Freiheit über alles


L\'Anarchie guidant le peupleLe principe de liberté est inhérent à celui d’égalité  et c’est peut-être, sûrement, sans aucun doute pour cela qu’il fut constamment nié par le fait du prince. Là où l’épistémologie, l’historiographie, la pensée et les arts officiels mettent en exergue la légitimité des hiérarchies et des pouvoirs, le libertaire bordelais Antoine Antignac oppose logiquement en 1897, dans le deuxième et dernier numéro du journal anarchiste marseillais l’Agitateur, les concepts de nature et d’entraide.

Et, dans un élan éducationniste pour reprendre la classification mis en relief il y a peu par les recherches de Gaetano Manfrédonia, la prose – somme toute peu originale – du Girondin justifie la nécessaire propagande et le courage des camarades anarchistes face à la répression tant policière qu’idéologique.

Les ardeurs militantes du jeune Alexandre Jacob, du groupe local de la Jeunesse Internationale reprennent à leur compte les idées ici développées. Elles l’amènent alors droit dans les mailles du filet policier et dans les cellules de la prison Chave de Marseille … pour fabrication d’explosifs.

L’Agitateur

N°2

Du 18 février au 02 mars 1897

Autorité et liberté

Des kyrielles de penseurs superficiels ont consacré pages sur pages à la déification de l’autorité de la sacro-sainte autorité – avec un A majuscule. Des philosophes médiocres ont passé une partie de leurs nuits à essayer de prouver l’utilité, nous dirons plus exactement : l’indispensabilité de l’obéissance, de la soumission. Pour notre part, nous nous gaussons de leurs lourdes méditations.
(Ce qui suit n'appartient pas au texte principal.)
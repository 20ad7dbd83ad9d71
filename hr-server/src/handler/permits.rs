//! Permit API Handlers

use axum::{
    Json,
    extract::{Path, State},
    http::StatusCode,
};

use crate::common::{AppResult, ValidJson};
use crate::db::models::{Permit, PermitCreate, PermitUpdate};
use crate::db::repository::PermitRepository;
use crate::server::ServerState;

/// List all permits
pub async fn list(State(state): State<ServerState>) -> Json<Vec<Permit>> {
    let repo = PermitRepository::new(state.get_db());
    Json(repo.find_all())
}

/// File a new permit request
pub async fn create(
    State(state): State<ServerState>,
    ValidJson(payload): ValidJson<PermitCreate>,
) -> AppResult<(StatusCode, Json<Permit>)> {
    let repo = PermitRepository::new(state.get_db());
    let permit = repo.create(payload)?;
    tracing::info!(permit_id = %permit.id, worker_id = %permit.worker_id, "Permit created");
    Ok((StatusCode::CREATED, Json(permit)))
}

/// Update a permit (field correction or status transition)
pub async fn update(
    State(state): State<ServerState>,
    Path(id): Path<u32>,
    ValidJson(payload): ValidJson<PermitUpdate>,
) -> AppResult<Json<Permit>> {
    let repo = PermitRepository::new(state.get_db());
    let permit = repo.update(id, payload)?;
    tracing::info!(permit_id = %id, status = ?permit.status, "Permit updated");
    Ok(Json(permit))
}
Certains grands hommes ont blanchi devant l’écritoire à prêcher l’humilité, le renoncement, le sacrifice, le respect des pasteurs de peuples, des êtres providentiels appelés à faire le bonheur des nations.

Des théocrates laïques ou religieux ont recours à tous les moyens pour imposer aux récalcitrants l’amour d’un dieu qualifié de paix, de mansuétude, de miséricorde et de pauvreté, malgré six cents ans d’inquisition et plusieurs milliards de biens meubles et immeubles, non compris une série de titres de rente dont les possesseurs pourraient nous donner des nouvelles.

Fouillez toutes les bibliothèques, mettez sans dessus dessous toutes les librairies, parcourez tous les musées, contemplez les statues, bibliothèques, librairies, musées contiennent jusqu’au plafond des œuvres ayant pour base l’autorité, la plupart des statues ont été élevées à la glorification d’hommes ou d’idées de commandement, c’est-à-dire de main mise sur les corps et les cerveaux réfractaires à la sujétion.

La Liberté, elle, peuh ! c’est moins que rien. A quoi bon pâtir pour elle, l’aimer et la faire aimer, la défendre ou la créer ? Mieux vaut se courber sous le joug, patauger gentiment dans l’ornière, suivre à la queue-leu-leu, dans le chemin obscur et boueux de l’ignorance, les masses crédules et exploitables.

La Liberté ne peut pas être adorée pour elle-même, peu de gens la connaissent ; comme la vérité apparaissant toute nue à la margelle du puits, elle effare les hypocrites et met la pourpre de la honte au front des délicats. Ces enténébrés ne rougiraient pas à sa vue s’ils savaient, ou si des intérêts inintelligemment entendus ne couvraient leurs yeux d’écailles d’huitres d’Ostende.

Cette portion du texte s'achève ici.